JAKARTA – Putusan Mahkamah Konstitusi (MK) terhadap uji materi Undang-Undang Nomor 28 Tahun 2014 tentang Hak Cipta menjadi perhatian luas kalangan industri musik nasional. Rabu (17/12/2025), MK dijadwalkan membacakan putusan atas permohonan yang diajukan oleh Nazril Ilham alias Ariel Noah bersama 28 musisi lainnya. Putusan ini dinilai berpotensi memengaruhi tata kelola royalti dan hubungan hukum antara penyanyi, pencipta lagu, serta lembaga pengelola hak cipta di Indonesia.
Berdasarkan agenda resmi MK, perkara tersebut tercatat dengan nomor 28/PUU-XXIII/2025. “28/PUU-XXIII/2025, Pengujian Materiil Undang-Undang Nomor 28 Tahun 2014 tentang Hak Cipta. Agenda, Pengucapan Putusan/Ketetapan,” sebagaimana dikutip dari laman mkri.id, Selasa (16/12/2025).
Permohonan uji materiil ini diajukan oleh 29 musisi yang tergabung dalam gerakan Vibrasi Suara Indonesia (VISI). Sejumlah nama besar di industri musik Tanah Air tercatat sebagai pemohon, di antaranya Bunga Citra Lestari (BCL), Ariel NOAH, Vina Panduwinata, Rossa, Titi DJ, Raisa, Nadin Amizah, Bernadya, dan sejumlah musisi lintas generasi lainnya. Kehadiran para pemohon ini mencerminkan luasnya dukungan terhadap upaya peninjauan ulang regulasi hak cipta yang berlaku saat ini.

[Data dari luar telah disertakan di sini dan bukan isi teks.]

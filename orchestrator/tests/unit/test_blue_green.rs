//! Blue/green traffic shifting tests

use std::collections::VecDeque;
use std::sync::atomic::{AtomicBool, Ordering};
use std::sync::{Arc, Mutex};
use std::time::Duration;

use async_trait::async_trait;

use codeflow_orchestrator::blue_green::{
    BlueGreenConfig, BlueGreenOrchestrator, InMemoryRouter, TrafficMonitor, TrafficRouter,
};
use codeflow_orchestrator::errors::OrchestratorError;
use codeflow_orchestrator::models::analysis::ComponentKind;
use codeflow_orchestrator::models::blue_green::{
    BlueGreenStatus, TrafficSample, TrafficShiftStrategy, TrafficSplit,
};
use codeflow_orchestrator::models::result::FullStackDeployment;
use codeflow_orchestrator::store::StateStore;

use crate::common::{full_stack_analysis, harness, Harness, HarnessBuilder};

/// Replays scripted error rates, then reports a clean green
#[derive(Default)]
struct ScriptedMonitor {
    error_rates: Mutex<VecDeque<f64>>,
}

impl ScriptedMonitor {
    fn with_rates(rates: &[f64]) -> Self {
        Self {
            error_rates: Mutex::new(rates.iter().copied().collect()),
        }
    }
}

#[async_trait]
impl TrafficMonitor for ScriptedMonitor {
    async fn sample(
        &self,
        _green: &FullStackDeployment,
        green_percent: u8,
    ) -> Result<TrafficSample, OrchestratorError> {
        let rate = self.error_rates.lock().unwrap().pop_front().unwrap_or(0.0);
        let mut sample = TrafficSample::new(rate, Duration::from_millis(120));
        sample.green_percent = green_percent;
        Ok(sample)
    }
}

/// Rejects the first attempt to send all traffic back to blue
struct StuckRouter {
    inner: InMemoryRouter,
    stuck: AtomicBool,
}

impl StuckRouter {
    fn new() -> Self {
        Self {
            inner: InMemoryRouter::new(),
            stuck: AtomicBool::new(true),
        }
    }
}

#[async_trait]
impl TrafficRouter for StuckRouter {
    async fn route(&self, split: &TrafficSplit) -> Result<(), OrchestratorError> {
        if split.green_percent == 0 && self.stuck.swap(false, Ordering::SeqCst) {
            return Err(OrchestratorError::RoutingError(
                "load balancer rejected the update".to_string(),
            ));
        }
        self.inner.route(split).await
    }
}

fn blue_green<R: TrafficRouter + 'static>(
    h: &Harness,
    router: &Arc<R>,
    monitor: ScriptedMonitor,
    strategy: TrafficShiftStrategy,
) -> BlueGreenOrchestrator {
    BlueGreenOrchestrator::new(
        h.orchestrator.clone(),
        router.clone(),
        Arc::new(monitor),
        BlueGreenConfig {
            strategy,
            sample_interval: Duration::from_secs(60),
            ..Default::default()
        },
    )
}

#[tokio::test(start_paused = true)]
async fn test_error_rate_breach_rolls_back_to_blue() {
    let h = harness();
    let router = Arc::new(InMemoryRouter::new());
    let orchestrator = blue_green(
        &h,
        &router,
        ScriptedMonitor::with_rates(&[0.01, 0.12]),
        TrafficShiftStrategy::Gradual {
            step_percent: 25,
            step_interval: Duration::from_secs(60),
        },
    );

    let outcome = orchestrator
        .deploy(&full_stack_analysis(), Some("blue-1".to_string()))
        .await;

    assert_eq!(outcome.status, BlueGreenStatus::RolledBack);
    assert!(outcome.rollback_performed);
    assert!(outcome.rollback_reason.as_deref().unwrap().contains("error rate"));
    assert_eq!(outcome.samples.len(), 2);
    assert_eq!(outcome.final_split.green_percent, 0);

    let applied: Vec<u8> = router.history().iter().map(|s| s.green_percent).collect();
    assert_eq!(applied, vec![25, 50, 0]);
    assert_eq!(
        router.current().unwrap().blue_deployment_id.as_deref(),
        Some("blue-1")
    );

    // Green is gone
    assert_eq!(h.database.teardown_count(), 1);
    assert_eq!(h.api.teardown_count(), 1);
    assert_eq!(h.frontend.teardown_count(), 1);

    let state = h.store.get(&outcome.green.deployment_id).await.unwrap();
    assert_eq!(state.metadata["blue_green"]["status"], "rolled_back");
    assert_eq!(state.metadata["blue_green"]["green_percent"], 0);
}

#[tokio::test(start_paused = true)]
async fn test_immediate_shift_completes() {
    let h = harness();
    let router = Arc::new(InMemoryRouter::new());
    let orchestrator = blue_green(
        &h,
        &router,
        ScriptedMonitor::default(),
        TrafficShiftStrategy::Immediate,
    );

    let outcome = orchestrator.deploy(&full_stack_analysis(), None).await;

    assert!(outcome.success());
    assert_eq!(outcome.final_split.green_percent, 100);
    assert_eq!(outcome.samples.len(), 1);
    assert!(!outcome.rollback_performed);
    assert_eq!(router.current().unwrap().green_percent, 100);
    assert_eq!(h.api.teardown_count(), 0);

    let state = h.store.get(&outcome.green.deployment_id).await.unwrap();
    assert_eq!(state.metadata["blue_green"]["status"], "completed");
}

#[tokio::test(start_paused = true)]
async fn test_shift_outliving_threshold_rolls_back() {
    let h = harness();
    let router = Arc::new(InMemoryRouter::new());
    let orchestrator = blue_green(
        &h,
        &router,
        ScriptedMonitor::default(),
        TrafficShiftStrategy::Canary {
            percent: 10,
            observation: Duration::from_secs(15 * 60),
        },
    );

    let outcome = orchestrator
        .deploy(&full_stack_analysis(), Some("blue-1".to_string()))
        .await;

    assert_eq!(outcome.status, BlueGreenStatus::RolledBack);
    assert!(outcome
        .rollback_reason
        .as_deref()
        .unwrap()
        .contains("did not complete"));
    assert!(!outcome.samples.is_empty());
    assert_eq!(router.history().first().unwrap().green_percent, 10);
    assert_eq!(router.current().unwrap().green_percent, 0);
}

#[tokio::test(start_paused = true)]
async fn test_unhealthy_green_takes_no_traffic() {
    let mut builder = HarnessBuilder::new();
    builder.prober.unhealthy.insert(ComponentKind::Api);
    let h = builder.build();
    let router = Arc::new(InMemoryRouter::new());
    let orchestrator = blue_green(
        &h,
        &router,
        ScriptedMonitor::default(),
        TrafficShiftStrategy::Immediate,
    );

    let outcome = orchestrator
        .deploy(&full_stack_analysis(), Some("blue-1".to_string()))
        .await;

    assert_eq!(outcome.status, BlueGreenStatus::Failed);
    assert!(!outcome.rollback_performed);
    assert!(outcome.samples.is_empty());
    assert!(router.history().is_empty());
}

#[tokio::test(start_paused = true)]
async fn test_manual_rollback_is_idempotent() {
    let h = harness();
    let router = Arc::new(InMemoryRouter::new());
    let orchestrator = blue_green(
        &h,
        &router,
        ScriptedMonitor::default(),
        TrafficShiftStrategy::Immediate,
    );
    let outcome = orchestrator
        .deploy(&full_stack_analysis(), Some("blue-1".to_string()))
        .await;
    assert!(outcome.success());
    let green_id = outcome.green.deployment_id.clone();

    assert!(orchestrator.rollback_deployment(&green_id).await.unwrap());
    assert_eq!(router.current().unwrap().green_percent, 0);
    assert_eq!(h.api.teardown_count(), 1);

    assert!(!orchestrator.rollback_deployment(&green_id).await.unwrap());
    assert_eq!(h.api.teardown_count(), 1);

    let state = h.store.get(&green_id).await.unwrap();
    assert_eq!(state.metadata["blue_green"]["status"], "rolled_back");
}

#[tokio::test(start_paused = true)]
async fn test_failed_route_back_keeps_green_until_manual_rollback() {
    let h = harness();
    let router = Arc::new(StuckRouter::new());
    let orchestrator = blue_green(
        &h,
        &router,
        ScriptedMonitor::with_rates(&[0.5]),
        TrafficShiftStrategy::Immediate,
    );

    let outcome = orchestrator
        .deploy(&full_stack_analysis(), Some("blue-1".to_string()))
        .await;

    // Green still holds all traffic, so it must not be reported as rolled back
    assert_eq!(outcome.status, BlueGreenStatus::RollbackFailed);
    assert!(!outcome.success());
    assert!(!outcome.rollback_performed);
    assert_eq!(outcome.final_split.green_percent, 100);
    let reason = outcome.rollback_reason.as_deref().unwrap();
    assert!(reason.contains("error rate"));
    assert!(reason.contains("load balancer rejected"));
    assert_eq!(router.inner.current().unwrap().green_percent, 100);
    assert_eq!(h.api.teardown_count(), 0);

    let green_id = outcome.green.deployment_id.clone();
    let state = h.store.get(&green_id).await.unwrap();
    assert_eq!(state.metadata["blue_green"]["status"], "rollback_failed");
    assert_eq!(state.metadata["blue_green"]["green_percent"], 100);

    assert!(orchestrator.rollback_deployment(&green_id).await.unwrap());
    assert_eq!(router.inner.current().unwrap().green_percent, 0);
    assert_eq!(h.database.teardown_count(), 1);
    assert_eq!(h.api.teardown_count(), 1);
    assert_eq!(h.frontend.teardown_count(), 1);

    assert!(!orchestrator.rollback_deployment(&green_id).await.unwrap());
    let state = h.store.get(&green_id).await.unwrap();
    assert_eq!(state.metadata["blue_green"]["status"], "rolled_back");
}

#[tokio::test(start_paused = true)]
async fn test_manual_rollback_surfaces_routing_error() {
    let h = harness();
    let router = Arc::new(StuckRouter::new());
    let orchestrator = blue_green(
        &h,
        &router,
        ScriptedMonitor::default(),
        TrafficShiftStrategy::Immediate,
    );
    let outcome = orchestrator
        .deploy(&full_stack_analysis(), Some("blue-1".to_string()))
        .await;
    assert!(outcome.success());
    let green_id = outcome.green.deployment_id.clone();

    let err = orchestrator.rollback_deployment(&green_id).await.unwrap_err();
    assert!(matches!(err, OrchestratorError::RoutingError(_)));
    assert_eq!(h.api.teardown_count(), 0);
    let state = h.store.get(&green_id).await.unwrap();
    assert_eq!(state.metadata["blue_green"]["status"], "rollback_failed");

    assert!(orchestrator.rollback_deployment(&green_id).await.unwrap());
    assert_eq!(h.api.teardown_count(), 1);
}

Dalam permohonannya, VISI mengajukan empat pokok persoalan utama yang dinilai krusial dan selama ini memicu perdebatan di kalangan pelaku industri musik. Pertama, mengenai kewajiban penyanyi untuk meminta izin langsung kepada pencipta lagu dalam konteks performing rights. Kedua, penegasan mengenai siapa yang secara hukum dikategorikan sebagai “pengguna” yang wajib membayar royalti performing rights. Ketiga, soal kewenangan pihak tertentu, baik individu maupun badan hukum, dalam memungut serta menetapkan tarif royalti di luar mekanisme Lembaga Manajemen Kolektif Nasional (LMKN) dan ketentuan Peraturan Menteri. Keempat, klasifikasi wanprestasi dalam pembayaran royalti performing rights, apakah masuk ranah pidana atau perdata.
Jika disarikan, para pemohon meminta adanya kepastian hukum yang memungkinkan penyanyi membawakan lagu tanpa harus meminta izin langsung kepada pencipta, sepanjang kewajiban pembayaran royalti tetap dipenuhi melalui mekanisme yang sah. Permintaan ini dinilai sebagai upaya mencari titik temu antara perlindungan hak pencipta dan keberlangsungan praktik pertunjukan musik.
Isu royalti sendiri telah lama menjadi polemik di industri musik Indonesia. Perdebatan antara penyanyi dan pencipta lagu kerap mencuat ke ruang publik, terutama terkait mekanisme pembayaran dan pembagian royalti. Salah satu kasus yang menjadi latar belakang pengajuan uji materiil ini adalah sengketa royalti lagu yang melibatkan penyanyi Agnez Mo dan pencipta lagu Ari Bias. Kasus tersebut memicu diskursus nasional mengenai batasan hak dan kewajiban para pihak dalam penggunaan karya musik.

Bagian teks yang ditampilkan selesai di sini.